今回も、王子ホールに、彼女ならではの濃密な空間が作り出され、ここでしか味わえない一期一会の体験を味わわせてくれることでしょう。是非お聴き逃しなく!
石上真由子 Mayuko Ishigami
5歳からヴァイオリンを始め、8歳の時にローマ国際音楽祭に招待される。
高校2年生で第77回日本音楽コンクール第2位、併せて聴衆賞及びE・ナカミチ賞受賞。第7回ルーマニア国際音楽コンクール弦楽部門第1位、全部門最優秀賞及びコンチェルトデビュー賞受賞。第5回宗次エンジェルヴァイオリンコンクール第4位受賞。第14回チェコ音楽コンクールヴァイオリン部門第1位受賞。2017年9月バルトークコンクールにて特別賞受賞。
NHK『クラシック音楽館』、テレビ朝日『題名のない音楽会』、NHK-FM『名曲リサイタル』『リサイタル・ノヴァ』『ブラボー!オーケストラ』などに出演。NHKテレビではドキュメンタリーや、東京交響楽団、大阪フィルハーモニー交響楽団との共演も放送された。
東京交響楽団、東京都響交響楽団、読売日本交響楽団、日本フィルハーモニー交響楽団、京都市交響楽団、仙台フィルハーモニー管弦楽団、大阪フィルハーモニー交響楽団、ブラショフ国立交響楽団、関西フィルハーモニー管弦楽団、東京シティ・フィルハーモニック管弦楽団、東京ニューシティ管弦楽団、セントラル愛知交響楽団など、国内外で多数のオーケストラと共演。
アメリカ・ヨーロッパ各地の音楽祭・演奏会に出演。
ソロ活動と共に、京都市交響楽団や大阪フィルハーモニー交響楽団、日本センチュリー交響楽団、愛知室内オーケストラなどに客演首席として出演するほか、長岡京室内アンサンブル、アンサンブル九条山のメンバーとしても活躍している。

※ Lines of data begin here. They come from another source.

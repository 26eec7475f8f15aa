#![no_main]

use libfuzzer_sys::fuzz_target;
use request_broker::config::MAX_ENVELOPE_SIZE;
use request_broker::core::serialization::decode_descriptor;

fuzz_target!(|data: &[u8]| {
    // Fuzz descriptor decoding - test for panics, crashes, runaway allocations
    let _ = decode_descriptor(data, MAX_ENVELOPE_SIZE);
});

2018年1月、京都を中心に室内楽のコンサートを行うEnsemble Amoibeシリーズ(www.ensembleamoibe.com)を立ち上げ、京都・東京各地で公演を行う。
Music Dialogueアーティスト。CHANEL Pygmalion Days室内楽アーティスト。京都コンサートホール第1期登録アーティスト。令和2-4年度 公共ホール活性化事業登録アーティスト。

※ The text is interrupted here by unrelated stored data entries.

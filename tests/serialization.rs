//! Integration tests for the envelope wire formats
//!
//! Checks the byte layout of descriptor and result envelopes and the ways a
//! malformed envelope is refused.

#![allow(
    clippy::expect_used,
    clippy::unwrap_used,
    clippy::panic,
    clippy::uninlined_format_args
)]

use request_broker::config::MAGIC_BYTES;
use request_broker::core::descriptor::RequestDescriptor;
use request_broker::core::serialization::{
    decode_descriptor, decode_result_prefix, encode_descriptor, encode_result_prefix,
    ProtocolVersion, DESCRIPTOR_HEADER_LEN, KIND_DESCRIPTOR, KIND_RESULT, RESULT_HEADER_LEN,
};
use request_broker::BrokerError;
use std::io::{Cursor, Read};

const LIMIT: usize = 64 * 1024;

fn sample() -> RequestDescriptor {
    RequestDescriptor::new("alice", "PROPFIND", "/remote.php/dav/files/alice/", "tok")
        .with_header("Accept", "text/xml")
        .with_query("format", "xml")
}

#[test]
fn test_descriptor_envelope_header() {
    let bytes = encode_descriptor(&sample()).expect("encode");

    assert_eq!(&bytes[0..4], &MAGIC_BYTES);
    assert_eq!(bytes[4], KIND_DESCRIPTOR);
    assert!(bytes.len() > DESCRIPTOR_HEADER_LEN);
}

#[test]
fn test_descriptor_encoding_is_deterministic() {
    let a = encode_descriptor(&sample()).expect("encode");
    let b = encode_descriptor(&sample()).expect("encode");
    assert_eq!(a, b);
}

#[test]
fn test_descriptor_roundtrip_keeps_every_field() {
    let descriptor = sample()
        .with_legacy_param("legacy", "1")
        .with_body_text("<d:propfind/>")
        .with_follow_redirects(false);

    let decoded =
        decode_descriptor(&encode_descriptor(&descriptor).expect("encode"), LIMIT).expect("decode");
    assert_eq!(decoded, descriptor);
    assert!(!decoded.follow_redirects);
}

#[test]
fn test_result_envelope_rejected_as_descriptor() {
    let bytes = encode_result_prefix(ProtocolVersion::V1, None, None).expect("encode");
    match decode_descriptor(&bytes, LIMIT) {
        Err(BrokerError::MalformedEnvelope(msg)) => assert!(msg.contains("kind"), "{}", msg),
        other => panic!("unexpected: {:?}", other),
    }
}

#[test]
fn test_trailing_bytes_rejected() {
    let mut bytes = encode_descriptor(&sample()).expect("encode");
    bytes.push(0);
    assert!(matches!(
        decode_descriptor(&bytes, LIMIT),
        Err(BrokerError::MalformedEnvelope(_))
    ));
}

#[test]
fn test_oversized_envelope_rejected_before_decoding() {
    let descriptor = sample().with_body_text("x".repeat(2048));
    let bytes = encode_descriptor(&descriptor).expect("encode");

    match decode_descriptor(&bytes, 1024) {
        Err(BrokerError::MalformedEnvelope(msg)) => {
            assert!(msg.contains("exceeds maximum size"), "{}", msg)
        }
        other => panic!("unexpected: {:?}", other),
    }
}

#[test]
fn test_huge_length_prefix_does_not_allocate() {
    let mut bytes = MAGIC_BYTES.to_vec();
    bytes.push(KIND_DESCRIPTOR);
    bytes.extend_from_slice(&u64::MAX.to_le_bytes());
    assert!(matches!(
        decode_descriptor(&bytes, LIMIT),
        Err(BrokerError::MalformedEnvelope(_))
    ));
}

#[test]
fn test_v1_result_has_no_headers_slot() {
    let v1 = encode_result_prefix(ProtocolVersion::V1, None, Some("ignored")).expect("encode");
    // header plus a single `None` tag
    assert_eq!(v1.len(), RESULT_HEADER_LEN + 1);
    assert_eq!(v1[4], KIND_RESULT);
    assert_eq!(v1[5], ProtocolVersion::V1.version_byte());
    assert_eq!(v1[6], 0);

    let v2 = encode_result_prefix(ProtocolVersion::V2, None, None).expect("encode");
    assert_eq!(v2.len(), RESULT_HEADER_LEN + 2);
}

#[test]
fn test_empty_error_slot_with_headers_leaves_body() {
    let mut bytes =
        encode_result_prefix(ProtocolVersion::V2, None, Some("some-headers")).expect("encode");
    bytes.extend_from_slice(b"<d:multistatus/>");

    let mut cursor = Cursor::new(bytes);
    let prefix = decode_result_prefix(&mut cursor).expect("decode");
    assert!(prefix.error.is_none());
    assert_eq!(prefix.headers.as_deref(), Some("some-headers"));

    let mut rest = Vec::new();
    cursor.read_to_end(&mut rest).expect("read");
    assert_eq!(rest, b"<d:multistatus/>");
}

#[test]
fn test_every_wire_error_roundtrips() {
    let errors = vec![
        BrokerError::MalformedEnvelope("m".into()),
        BrokerError::AccountNotFound("a".into()),
        BrokerError::InvalidToken,
        BrokerError::InvalidRequestUrl("u".into()),
        BrokerError::UnsupportedMethod("OPTIONS".into()),
        BrokerError::ReservedHeaderConflict("r".into()),
        BrokerError::HttpRequestFailed {
            status: 503,
            diagnostic: "maintenance".into(),
        },
        BrokerError::TransportError("t".into()),
        BrokerError::ConfigError("c".into()),
        BrokerError::PipeClosed,
    ];

    for error in errors {
        let bytes = encode_result_prefix(ProtocolVersion::V1, Some(&error), None).expect("encode");
        let decoded = decode_result_prefix(&mut Cursor::new(bytes))
            .expect("decode")
            .error
            .expect("error slot");
        assert_eq!(decoded.kind(), error.kind());
        assert_eq!(decoded.to_string(), error.to_string());
    }
}

#[test]
fn test_unknown_result_version_rejected() {
    let mut bytes = encode_result_prefix(ProtocolVersion::V2, None, None).expect("encode");
    bytes[5] = 9;
    match decode_result_prefix(&mut Cursor::new(bytes)) {
        Err(BrokerError::MalformedEnvelope(msg)) => assert!(msg.contains("9"), "{}", msg),
        other => panic!("unexpected: {:?}", other),
    }
}

#[test]
fn test_short_result_prefix_is_io_error() {
    let bytes = encode_result_prefix(ProtocolVersion::V2, None, Some("headers")).expect("encode");
    let result = decode_result_prefix(&mut Cursor::new(&bytes[..3]));
    assert!(matches!(result, Err(BrokerError::Io(_))));
}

令和元年度 京都市芸術新人賞受賞。2019年度音楽クリティック・クラブ賞 奨励賞受賞。令和元年度 大阪文化祭賞奨励賞受賞。2019年度第29回青山音楽賞 青山賞受賞。
2019年1月、日本コロムビアの新レーベルOpus OneよりCD『ヤナーチェク:ヴァイオリン・ソナタ』(レコード芸術準特選盤)をリリース。同年9月にリリースの『ラヴェル:ツィガーヌ』(東京ユヴェントス・フィルハーモニー・坂入健司郎指揮)もALTUSレーベルより好評発売中。
2021/22シーズンは、『コンポージアム2021』で東京都交響楽団とのデュサパン作品共演が絶賛されたほか、大阪交響楽団や読売日本交響楽団との共演も好評を博し、関西フィルハーモニー管弦楽団との共演の様子はNHK-FM『ブラボー!オーケストラ』にて放送された。
2022/2023シーズンには日本フィルハーモニー交響楽団との共演も予定されている。